What needs to be done: From the entries below, retype only the lines from the one with "and for local" through the one with "use uuid::Uuid;", exactly as written.
*** Given data ***
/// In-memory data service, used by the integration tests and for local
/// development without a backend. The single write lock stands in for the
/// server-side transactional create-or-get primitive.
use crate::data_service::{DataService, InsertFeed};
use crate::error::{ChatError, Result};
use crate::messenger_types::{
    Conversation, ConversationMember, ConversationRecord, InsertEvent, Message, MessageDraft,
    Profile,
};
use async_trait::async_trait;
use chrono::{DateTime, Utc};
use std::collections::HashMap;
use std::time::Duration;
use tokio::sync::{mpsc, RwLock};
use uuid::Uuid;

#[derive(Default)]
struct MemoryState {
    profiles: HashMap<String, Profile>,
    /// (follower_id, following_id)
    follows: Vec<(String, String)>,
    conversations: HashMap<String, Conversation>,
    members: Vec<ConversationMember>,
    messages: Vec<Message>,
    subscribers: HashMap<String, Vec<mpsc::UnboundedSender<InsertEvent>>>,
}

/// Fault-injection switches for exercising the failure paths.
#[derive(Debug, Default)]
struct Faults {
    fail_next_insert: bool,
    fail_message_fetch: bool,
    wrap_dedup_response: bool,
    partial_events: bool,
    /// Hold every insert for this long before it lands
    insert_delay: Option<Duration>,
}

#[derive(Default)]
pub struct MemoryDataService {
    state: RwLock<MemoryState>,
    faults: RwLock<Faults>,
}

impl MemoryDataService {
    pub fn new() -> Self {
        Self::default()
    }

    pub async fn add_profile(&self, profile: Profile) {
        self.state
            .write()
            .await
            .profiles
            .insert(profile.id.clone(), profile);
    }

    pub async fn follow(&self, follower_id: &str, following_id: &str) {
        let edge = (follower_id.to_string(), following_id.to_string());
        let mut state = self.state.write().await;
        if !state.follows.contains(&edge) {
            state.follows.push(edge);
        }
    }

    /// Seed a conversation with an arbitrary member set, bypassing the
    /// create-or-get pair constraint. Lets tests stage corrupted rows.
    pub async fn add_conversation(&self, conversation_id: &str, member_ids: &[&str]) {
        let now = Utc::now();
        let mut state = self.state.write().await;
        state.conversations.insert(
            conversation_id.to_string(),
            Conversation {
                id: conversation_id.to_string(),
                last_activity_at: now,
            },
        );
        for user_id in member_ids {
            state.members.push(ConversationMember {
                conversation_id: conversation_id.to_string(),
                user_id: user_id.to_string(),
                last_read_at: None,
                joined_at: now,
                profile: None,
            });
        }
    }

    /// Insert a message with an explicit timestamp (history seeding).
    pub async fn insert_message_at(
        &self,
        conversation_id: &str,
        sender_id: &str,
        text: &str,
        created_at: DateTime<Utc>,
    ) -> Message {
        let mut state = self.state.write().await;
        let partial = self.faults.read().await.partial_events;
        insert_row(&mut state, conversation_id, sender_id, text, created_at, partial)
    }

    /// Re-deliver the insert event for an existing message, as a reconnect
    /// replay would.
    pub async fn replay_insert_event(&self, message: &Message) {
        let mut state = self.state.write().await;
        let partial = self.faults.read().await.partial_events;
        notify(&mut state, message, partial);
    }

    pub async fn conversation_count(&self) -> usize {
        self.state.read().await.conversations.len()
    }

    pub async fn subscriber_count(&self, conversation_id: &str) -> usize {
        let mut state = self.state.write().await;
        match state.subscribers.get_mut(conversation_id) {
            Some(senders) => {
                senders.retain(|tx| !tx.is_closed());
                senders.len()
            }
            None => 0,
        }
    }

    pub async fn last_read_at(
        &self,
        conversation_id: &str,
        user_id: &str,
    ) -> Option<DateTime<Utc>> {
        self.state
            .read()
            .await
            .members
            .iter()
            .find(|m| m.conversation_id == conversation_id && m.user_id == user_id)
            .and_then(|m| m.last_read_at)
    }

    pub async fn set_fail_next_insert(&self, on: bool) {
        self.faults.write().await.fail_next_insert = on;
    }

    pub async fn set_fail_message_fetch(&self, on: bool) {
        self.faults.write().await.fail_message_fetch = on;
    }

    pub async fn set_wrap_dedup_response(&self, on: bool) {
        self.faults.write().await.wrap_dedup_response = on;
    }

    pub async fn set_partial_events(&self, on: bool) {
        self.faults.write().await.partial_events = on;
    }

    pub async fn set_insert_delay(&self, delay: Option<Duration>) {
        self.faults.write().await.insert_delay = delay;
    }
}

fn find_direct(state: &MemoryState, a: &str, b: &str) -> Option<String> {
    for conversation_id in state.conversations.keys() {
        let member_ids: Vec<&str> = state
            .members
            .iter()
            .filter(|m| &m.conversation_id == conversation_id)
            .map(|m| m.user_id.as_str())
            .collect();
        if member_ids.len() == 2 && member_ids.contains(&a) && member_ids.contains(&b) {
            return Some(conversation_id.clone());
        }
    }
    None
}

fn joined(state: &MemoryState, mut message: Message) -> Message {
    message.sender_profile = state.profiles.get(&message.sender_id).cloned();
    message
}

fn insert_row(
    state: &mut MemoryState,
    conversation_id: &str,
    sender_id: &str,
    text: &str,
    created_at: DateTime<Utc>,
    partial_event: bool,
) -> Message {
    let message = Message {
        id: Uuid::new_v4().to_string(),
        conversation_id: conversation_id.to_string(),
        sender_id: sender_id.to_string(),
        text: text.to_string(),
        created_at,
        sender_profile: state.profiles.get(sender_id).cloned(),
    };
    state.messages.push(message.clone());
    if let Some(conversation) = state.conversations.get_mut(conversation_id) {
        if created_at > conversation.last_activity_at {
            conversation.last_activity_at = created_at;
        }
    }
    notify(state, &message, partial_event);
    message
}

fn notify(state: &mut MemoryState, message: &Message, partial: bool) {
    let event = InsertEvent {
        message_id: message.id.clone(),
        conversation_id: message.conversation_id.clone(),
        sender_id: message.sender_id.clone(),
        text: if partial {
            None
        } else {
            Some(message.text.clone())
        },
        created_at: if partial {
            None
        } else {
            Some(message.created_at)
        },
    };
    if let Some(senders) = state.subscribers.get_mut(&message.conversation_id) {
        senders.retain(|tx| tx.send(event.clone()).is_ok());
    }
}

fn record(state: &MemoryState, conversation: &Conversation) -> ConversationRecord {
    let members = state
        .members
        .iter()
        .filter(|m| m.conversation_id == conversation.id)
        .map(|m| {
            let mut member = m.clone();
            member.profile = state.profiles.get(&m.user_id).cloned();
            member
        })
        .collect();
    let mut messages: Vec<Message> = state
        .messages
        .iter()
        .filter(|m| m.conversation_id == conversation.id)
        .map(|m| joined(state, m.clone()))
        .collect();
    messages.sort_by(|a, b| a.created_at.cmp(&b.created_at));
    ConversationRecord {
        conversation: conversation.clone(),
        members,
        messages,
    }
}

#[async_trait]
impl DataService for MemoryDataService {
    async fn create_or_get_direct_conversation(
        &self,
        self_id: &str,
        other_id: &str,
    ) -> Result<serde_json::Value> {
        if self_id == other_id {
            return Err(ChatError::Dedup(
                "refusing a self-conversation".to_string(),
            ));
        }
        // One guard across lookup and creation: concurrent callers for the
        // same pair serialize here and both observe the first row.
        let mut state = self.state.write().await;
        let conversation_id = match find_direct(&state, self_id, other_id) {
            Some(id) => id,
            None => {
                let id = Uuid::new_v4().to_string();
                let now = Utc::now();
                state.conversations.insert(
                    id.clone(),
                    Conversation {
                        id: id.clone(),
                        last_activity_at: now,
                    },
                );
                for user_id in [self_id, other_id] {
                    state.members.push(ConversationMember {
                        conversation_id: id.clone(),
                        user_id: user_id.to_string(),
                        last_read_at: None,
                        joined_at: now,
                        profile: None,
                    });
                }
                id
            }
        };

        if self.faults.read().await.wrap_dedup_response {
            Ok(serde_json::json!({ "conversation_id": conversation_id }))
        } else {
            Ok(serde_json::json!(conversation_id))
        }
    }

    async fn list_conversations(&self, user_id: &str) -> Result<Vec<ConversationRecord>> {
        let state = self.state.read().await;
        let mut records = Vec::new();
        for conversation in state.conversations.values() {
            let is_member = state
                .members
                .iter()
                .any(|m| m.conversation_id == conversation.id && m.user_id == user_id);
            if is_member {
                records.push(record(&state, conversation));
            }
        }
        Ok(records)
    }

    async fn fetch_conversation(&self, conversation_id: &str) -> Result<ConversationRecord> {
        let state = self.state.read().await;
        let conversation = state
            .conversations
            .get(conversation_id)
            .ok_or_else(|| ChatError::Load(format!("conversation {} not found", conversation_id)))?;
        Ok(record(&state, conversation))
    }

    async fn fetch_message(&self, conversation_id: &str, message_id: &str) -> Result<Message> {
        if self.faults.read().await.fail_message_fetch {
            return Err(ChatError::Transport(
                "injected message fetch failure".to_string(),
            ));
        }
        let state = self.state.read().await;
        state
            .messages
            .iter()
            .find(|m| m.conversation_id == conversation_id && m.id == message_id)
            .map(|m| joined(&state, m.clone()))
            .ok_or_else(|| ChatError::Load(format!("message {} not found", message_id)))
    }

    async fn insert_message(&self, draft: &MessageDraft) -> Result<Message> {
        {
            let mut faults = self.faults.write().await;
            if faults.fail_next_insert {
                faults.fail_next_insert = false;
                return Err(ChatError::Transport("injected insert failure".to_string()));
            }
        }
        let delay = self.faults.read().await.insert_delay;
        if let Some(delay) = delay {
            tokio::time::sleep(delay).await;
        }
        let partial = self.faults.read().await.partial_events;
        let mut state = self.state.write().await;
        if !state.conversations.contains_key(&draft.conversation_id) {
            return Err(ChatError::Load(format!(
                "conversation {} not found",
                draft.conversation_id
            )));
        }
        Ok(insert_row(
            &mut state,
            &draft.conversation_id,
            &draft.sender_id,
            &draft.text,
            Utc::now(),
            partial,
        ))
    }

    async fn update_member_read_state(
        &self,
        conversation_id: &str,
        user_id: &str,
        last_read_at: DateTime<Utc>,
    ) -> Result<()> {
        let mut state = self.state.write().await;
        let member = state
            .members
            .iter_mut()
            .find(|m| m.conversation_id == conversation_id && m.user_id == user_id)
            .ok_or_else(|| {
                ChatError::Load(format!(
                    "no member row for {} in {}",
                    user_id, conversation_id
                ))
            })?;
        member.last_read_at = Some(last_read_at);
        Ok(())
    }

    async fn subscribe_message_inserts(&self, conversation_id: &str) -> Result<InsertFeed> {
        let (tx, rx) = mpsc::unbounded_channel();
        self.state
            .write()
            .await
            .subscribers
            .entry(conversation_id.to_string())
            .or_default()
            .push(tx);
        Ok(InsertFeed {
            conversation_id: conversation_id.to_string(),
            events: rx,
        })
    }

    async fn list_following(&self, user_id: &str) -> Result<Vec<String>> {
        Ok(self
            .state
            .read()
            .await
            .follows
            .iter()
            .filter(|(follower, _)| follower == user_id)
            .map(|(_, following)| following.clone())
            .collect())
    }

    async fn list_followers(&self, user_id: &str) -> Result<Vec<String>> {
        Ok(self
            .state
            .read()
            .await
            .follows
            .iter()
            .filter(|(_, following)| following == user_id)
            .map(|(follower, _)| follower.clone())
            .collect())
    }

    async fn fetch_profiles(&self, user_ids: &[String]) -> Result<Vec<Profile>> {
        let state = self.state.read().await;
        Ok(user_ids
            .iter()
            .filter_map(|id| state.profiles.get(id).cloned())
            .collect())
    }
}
*** End of Given data ***
*** Given data ***
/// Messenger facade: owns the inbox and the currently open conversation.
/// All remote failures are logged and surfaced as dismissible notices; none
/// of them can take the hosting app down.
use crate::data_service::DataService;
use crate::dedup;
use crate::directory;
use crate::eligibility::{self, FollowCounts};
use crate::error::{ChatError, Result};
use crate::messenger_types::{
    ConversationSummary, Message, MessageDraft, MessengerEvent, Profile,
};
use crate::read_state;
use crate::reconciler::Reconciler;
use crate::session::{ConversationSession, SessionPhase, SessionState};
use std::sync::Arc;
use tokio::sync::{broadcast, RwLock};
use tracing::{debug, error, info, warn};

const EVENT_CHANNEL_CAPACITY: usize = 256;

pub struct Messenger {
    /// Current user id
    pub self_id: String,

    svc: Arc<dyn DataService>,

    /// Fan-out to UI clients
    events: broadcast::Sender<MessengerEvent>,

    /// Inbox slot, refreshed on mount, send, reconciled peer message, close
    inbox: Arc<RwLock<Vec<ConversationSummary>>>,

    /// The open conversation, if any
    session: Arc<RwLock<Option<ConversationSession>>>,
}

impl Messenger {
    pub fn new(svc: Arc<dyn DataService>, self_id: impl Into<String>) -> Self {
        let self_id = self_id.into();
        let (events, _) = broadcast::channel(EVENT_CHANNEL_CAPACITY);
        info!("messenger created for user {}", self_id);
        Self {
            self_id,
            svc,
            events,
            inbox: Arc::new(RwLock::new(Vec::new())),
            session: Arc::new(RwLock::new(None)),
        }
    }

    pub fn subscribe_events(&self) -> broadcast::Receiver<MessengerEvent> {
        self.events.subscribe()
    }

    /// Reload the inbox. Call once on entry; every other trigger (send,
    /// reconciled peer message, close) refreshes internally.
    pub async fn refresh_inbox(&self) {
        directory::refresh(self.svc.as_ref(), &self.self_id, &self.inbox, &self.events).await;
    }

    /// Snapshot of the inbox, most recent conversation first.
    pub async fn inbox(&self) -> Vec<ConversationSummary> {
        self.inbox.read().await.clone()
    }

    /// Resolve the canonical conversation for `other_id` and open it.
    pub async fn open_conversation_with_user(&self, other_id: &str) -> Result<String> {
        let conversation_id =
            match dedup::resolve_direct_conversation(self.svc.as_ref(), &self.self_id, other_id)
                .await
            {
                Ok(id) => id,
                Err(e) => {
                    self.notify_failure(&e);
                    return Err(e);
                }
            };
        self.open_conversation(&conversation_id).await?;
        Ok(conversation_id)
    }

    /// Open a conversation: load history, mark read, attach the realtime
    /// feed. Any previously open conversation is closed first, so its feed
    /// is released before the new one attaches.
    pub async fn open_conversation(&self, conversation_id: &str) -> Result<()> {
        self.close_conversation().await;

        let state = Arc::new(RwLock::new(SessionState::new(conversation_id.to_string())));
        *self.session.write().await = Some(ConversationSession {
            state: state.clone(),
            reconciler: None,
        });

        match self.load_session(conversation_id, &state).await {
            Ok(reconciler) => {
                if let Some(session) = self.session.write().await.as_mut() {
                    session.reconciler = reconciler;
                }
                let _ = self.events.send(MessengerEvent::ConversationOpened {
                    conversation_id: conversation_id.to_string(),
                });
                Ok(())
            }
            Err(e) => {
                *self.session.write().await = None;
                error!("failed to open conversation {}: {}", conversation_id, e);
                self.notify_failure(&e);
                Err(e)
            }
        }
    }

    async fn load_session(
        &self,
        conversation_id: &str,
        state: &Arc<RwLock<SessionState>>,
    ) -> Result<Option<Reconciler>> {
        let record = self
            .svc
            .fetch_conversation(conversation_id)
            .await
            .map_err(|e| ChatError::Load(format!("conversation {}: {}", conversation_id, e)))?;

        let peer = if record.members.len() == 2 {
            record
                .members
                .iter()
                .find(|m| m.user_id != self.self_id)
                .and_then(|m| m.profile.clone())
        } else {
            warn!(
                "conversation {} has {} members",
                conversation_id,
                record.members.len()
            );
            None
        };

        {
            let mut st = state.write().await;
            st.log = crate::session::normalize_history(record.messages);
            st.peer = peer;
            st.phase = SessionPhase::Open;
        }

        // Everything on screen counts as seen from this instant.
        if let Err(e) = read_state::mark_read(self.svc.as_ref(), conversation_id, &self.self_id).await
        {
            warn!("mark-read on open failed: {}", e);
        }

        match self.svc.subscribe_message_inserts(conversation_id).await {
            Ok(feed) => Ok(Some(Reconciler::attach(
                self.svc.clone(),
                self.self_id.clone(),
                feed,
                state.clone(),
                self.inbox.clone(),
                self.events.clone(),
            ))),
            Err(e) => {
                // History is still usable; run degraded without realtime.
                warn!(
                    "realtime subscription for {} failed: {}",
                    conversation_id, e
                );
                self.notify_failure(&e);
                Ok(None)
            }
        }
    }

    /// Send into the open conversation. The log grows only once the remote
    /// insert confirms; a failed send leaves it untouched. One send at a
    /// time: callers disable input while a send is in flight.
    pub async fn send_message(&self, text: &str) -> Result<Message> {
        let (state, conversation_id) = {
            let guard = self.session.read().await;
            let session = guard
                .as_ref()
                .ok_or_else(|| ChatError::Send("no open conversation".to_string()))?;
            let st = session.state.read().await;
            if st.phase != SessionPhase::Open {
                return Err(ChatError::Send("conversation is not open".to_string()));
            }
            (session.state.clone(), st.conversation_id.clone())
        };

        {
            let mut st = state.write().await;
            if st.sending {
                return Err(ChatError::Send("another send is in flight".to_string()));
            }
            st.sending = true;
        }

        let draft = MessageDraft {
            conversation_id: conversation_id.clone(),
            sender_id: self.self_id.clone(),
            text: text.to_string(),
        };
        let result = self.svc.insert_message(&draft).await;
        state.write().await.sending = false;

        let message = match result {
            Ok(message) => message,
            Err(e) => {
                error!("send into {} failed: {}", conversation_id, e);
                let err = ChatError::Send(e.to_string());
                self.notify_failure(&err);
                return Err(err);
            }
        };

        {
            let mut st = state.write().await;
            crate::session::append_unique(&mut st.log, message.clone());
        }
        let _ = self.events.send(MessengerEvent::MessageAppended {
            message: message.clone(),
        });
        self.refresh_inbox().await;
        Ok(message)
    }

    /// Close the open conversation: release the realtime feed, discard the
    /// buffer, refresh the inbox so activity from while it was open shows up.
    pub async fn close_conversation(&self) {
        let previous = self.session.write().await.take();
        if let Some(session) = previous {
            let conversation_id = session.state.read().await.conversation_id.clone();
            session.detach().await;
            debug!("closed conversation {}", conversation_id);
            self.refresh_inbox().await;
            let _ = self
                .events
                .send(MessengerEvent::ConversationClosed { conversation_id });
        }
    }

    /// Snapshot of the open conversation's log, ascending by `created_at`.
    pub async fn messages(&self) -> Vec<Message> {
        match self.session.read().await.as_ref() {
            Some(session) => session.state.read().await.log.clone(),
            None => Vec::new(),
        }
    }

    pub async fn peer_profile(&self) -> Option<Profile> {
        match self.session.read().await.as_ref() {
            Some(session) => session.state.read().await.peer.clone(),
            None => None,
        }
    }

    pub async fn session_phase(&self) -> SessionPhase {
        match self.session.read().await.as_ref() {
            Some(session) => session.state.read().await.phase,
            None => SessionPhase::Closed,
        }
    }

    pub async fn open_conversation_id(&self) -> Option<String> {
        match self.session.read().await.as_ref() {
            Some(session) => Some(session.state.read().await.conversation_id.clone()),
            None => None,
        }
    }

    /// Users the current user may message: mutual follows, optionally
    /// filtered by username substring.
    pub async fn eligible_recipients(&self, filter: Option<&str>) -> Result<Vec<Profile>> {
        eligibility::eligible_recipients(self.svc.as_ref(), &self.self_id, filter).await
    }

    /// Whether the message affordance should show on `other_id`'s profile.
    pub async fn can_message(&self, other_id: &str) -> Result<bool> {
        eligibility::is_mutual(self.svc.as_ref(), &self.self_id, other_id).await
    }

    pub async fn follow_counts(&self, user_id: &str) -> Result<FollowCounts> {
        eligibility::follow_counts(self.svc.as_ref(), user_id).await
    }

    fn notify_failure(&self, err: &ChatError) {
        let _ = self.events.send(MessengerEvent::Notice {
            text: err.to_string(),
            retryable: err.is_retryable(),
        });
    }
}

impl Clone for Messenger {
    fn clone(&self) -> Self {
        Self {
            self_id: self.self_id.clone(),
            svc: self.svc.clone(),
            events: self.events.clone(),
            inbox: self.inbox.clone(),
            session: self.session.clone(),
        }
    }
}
*** End of Given data ***
*** Given data ***
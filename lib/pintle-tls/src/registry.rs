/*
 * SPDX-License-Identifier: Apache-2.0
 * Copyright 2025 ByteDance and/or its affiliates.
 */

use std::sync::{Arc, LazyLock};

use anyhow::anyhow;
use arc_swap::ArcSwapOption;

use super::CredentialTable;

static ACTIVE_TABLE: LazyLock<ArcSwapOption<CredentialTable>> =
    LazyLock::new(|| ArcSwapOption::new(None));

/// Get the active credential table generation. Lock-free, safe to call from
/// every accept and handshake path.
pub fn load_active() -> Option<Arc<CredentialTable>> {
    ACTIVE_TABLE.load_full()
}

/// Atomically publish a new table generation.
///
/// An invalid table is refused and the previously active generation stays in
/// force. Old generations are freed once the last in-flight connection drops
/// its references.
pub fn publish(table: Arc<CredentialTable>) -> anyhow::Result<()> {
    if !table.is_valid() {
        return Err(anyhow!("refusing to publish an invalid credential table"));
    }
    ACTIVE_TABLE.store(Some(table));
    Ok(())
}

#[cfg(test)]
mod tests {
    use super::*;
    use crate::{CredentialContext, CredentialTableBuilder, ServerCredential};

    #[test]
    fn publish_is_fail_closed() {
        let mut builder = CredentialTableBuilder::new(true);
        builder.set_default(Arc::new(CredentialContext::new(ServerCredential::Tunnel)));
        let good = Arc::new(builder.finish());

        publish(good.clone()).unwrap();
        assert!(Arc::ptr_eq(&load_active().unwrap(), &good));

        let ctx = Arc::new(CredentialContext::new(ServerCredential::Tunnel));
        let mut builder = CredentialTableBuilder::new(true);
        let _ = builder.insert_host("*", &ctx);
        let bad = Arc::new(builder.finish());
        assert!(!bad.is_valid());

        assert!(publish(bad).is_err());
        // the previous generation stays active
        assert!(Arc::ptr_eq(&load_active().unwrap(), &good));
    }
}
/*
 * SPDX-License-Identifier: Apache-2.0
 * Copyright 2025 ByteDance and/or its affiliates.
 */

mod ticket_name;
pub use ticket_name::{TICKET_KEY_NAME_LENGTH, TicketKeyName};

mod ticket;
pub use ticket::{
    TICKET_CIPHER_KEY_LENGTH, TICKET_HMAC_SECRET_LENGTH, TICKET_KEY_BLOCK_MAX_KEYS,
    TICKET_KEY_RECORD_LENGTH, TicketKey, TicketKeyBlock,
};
*** End of Given data ***
Result:
/// In-memory data service, used by the integration tests and for local
/// development without a backend. The single write lock stands in for the
/// server-side transactional create-or-get primitive.
use crate::data_service::{DataService, InsertFeed};
use crate::error::{ChatError, Result};
use crate::messenger_types::{
    Conversation, ConversationMember, ConversationRecord, InsertEvent, Message, MessageDraft,
    Profile,
};
use async_trait::async_trait;
use chrono::{DateTime, Utc};
use std::collections::HashMap;
use std::time::Duration;
use tokio::sync::{mpsc, RwLock};
use uuid::Uuid;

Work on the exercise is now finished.